The expansion of these quality schools took place because of the brand image that attracted students from all over the country and, indeed, the world. As the demand increased, it led to new ones being established at a healthy pace. Even the poor in the state aspire to send their children to these schools – creating an existential crisis for those run by government – because having studied in Doon, for instance, provides considerable boasting rights. All this happened because of market principles – the success of the schools encouraged ‘edupreneurs’ to open new ones. Those that could not achieve the desired standard fell behind, or even closed.
Unfortunately for the ‘industry’, government has become increasingly intrusive over the past few years – seeking to determine the quantum of fees, in particular, under pressure from parents who desire more for less by diktat. This is despite knowing full well that the impact would be felt by the school staff, which would be first in the line of fire when it came to cutting costs. Immediate fallout is on the quality of teachers because of whom the schools get their high reputation in the first place. This creates a negative spin to the detriment of the sector. It would be better if schools were allowed to compete among themselves – the better and cheaper edging out the lazy and greedy ones. Government regulations should focus on ensuring that those employed are treated fairly in terms of salaries, provident fund, medical benefits, etc.
The Corona Pandemic has dealt an unexpected blow to the schools that have been already financially stressed because of this government populism. The staff needs to be paid, but the demand is for waiver of school fees during the period of closure. It must be noted that schools were among the first to be shut down.

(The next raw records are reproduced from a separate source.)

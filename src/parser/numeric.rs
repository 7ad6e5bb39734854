//! Heart-rate and typed health sample parser

use serde_json::Value;

use super::{present, SampleParser};
use crate::coerce::{self, Coercion};
use crate::error::SampleRejection;
use crate::timestamp::TimestampNormalizer;
use crate::types::{NumericReading, DEFAULT_SAMPLE_TYPE};

/// Field names a numeric sample is read from
#[derive(Debug, Clone, Copy, PartialEq, Eq)]
pub struct FieldSet {
    /// Epoch-millisecond timestamp field
    pub timestamp: &'static str,
    /// Primary value field
    pub value: &'static str,
    /// Field consulted when the primary value field is absent
    pub value_alias: Option<&'static str>,
    /// Sample type field; `None` for untyped variants
    pub sample_type: Option<&'static str>,
}

/// `{"ts": <ms>, "value": <number>, "type": <string>}`
pub const HEALTH_FIELDS: FieldSet = FieldSet {
    timestamp: "ts",
    value: "value",
    value_alias: None,
    sample_type: Some("type"),
};

/// `{"ts": <ms>, "bpm": <number>}`, with `value` accepted in place of `bpm`
pub const HEART_RATE_FIELDS: FieldSet = FieldSet {
    timestamp: "ts",
    value: "bpm",
    value_alias: Some("value"),
    sample_type: None,
};

/// Parser for `{timestamp, value, type?}` samples
#[derive(Debug, Clone, Copy)]
pub struct NumericSampleParser {
    fields: FieldSet,
    normalizer: TimestampNormalizer,
}

impl NumericSampleParser {
    pub fn new(fields: FieldSet, normalizer: TimestampNormalizer) -> Self {
        Self { fields, normalizer }
    }

    pub fn health(normalizer: TimestampNormalizer) -> Self {
        Self::new(HEALTH_FIELDS, normalizer)
    }

    pub fn heart_rate(normalizer: TimestampNormalizer) -> Self {
        Self::new(HEART_RATE_FIELDS, normalizer)
    }
}

impl SampleParser for NumericSampleParser {
    type Reading = NumericReading;

    fn parse(&self, raw: &Value) -> Result<NumericReading, SampleRejection> {
        let sample = raw.as_object().ok_or(SampleRejection::NotAnObject)?;
        let fields = &self.fields;

        let raw_ts = present(sample, fields.timestamp)
            .ok_or(SampleRejection::MissingField(fields.timestamp))?;

        let (value_field, raw_value) = match present(sample, fields.value) {
            Some(v) => (fields.value, v),
            None => fields
                .value_alias
                .and_then(|alias| present(sample, alias).map(|v| (alias, v)))
                .ok_or(SampleRejection::MissingField(fields.value))?,
        };

        let Coercion::Numeric(millis) = coerce::to_f64(raw_ts) else {
            return Err(SampleRejection::NonNumeric {
                field: fields.timestamp,
            });
        };
        let Coercion::Numeric(value) = coerce::to_f64(raw_value) else {
            return Err(SampleRejection::NonNumeric { field: value_field });
        };

        let sample_type = fields.sample_type.map(|key| {
            present(sample, key).map_or_else(|| DEFAULT_SAMPLE_TYPE.to_string(), coerce::to_label)
        });

        let timestamp = self.normalizer.from_epoch_millis(millis)?;

        Ok(NumericReading {
            timestamp,
            sample_type,
            value,
        })
    }
}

It is time now that, having intervened in the business in the first place, the government step up and accept its responsibilities by evolving a package of concessions and assistance that would help the schools resume functioning. The present situation should also serve as a warning to the promoters of schools that the education sector might be a profitable one if done right, but it is also a social responsibility. Merely piling up private fortunes is not the only objective.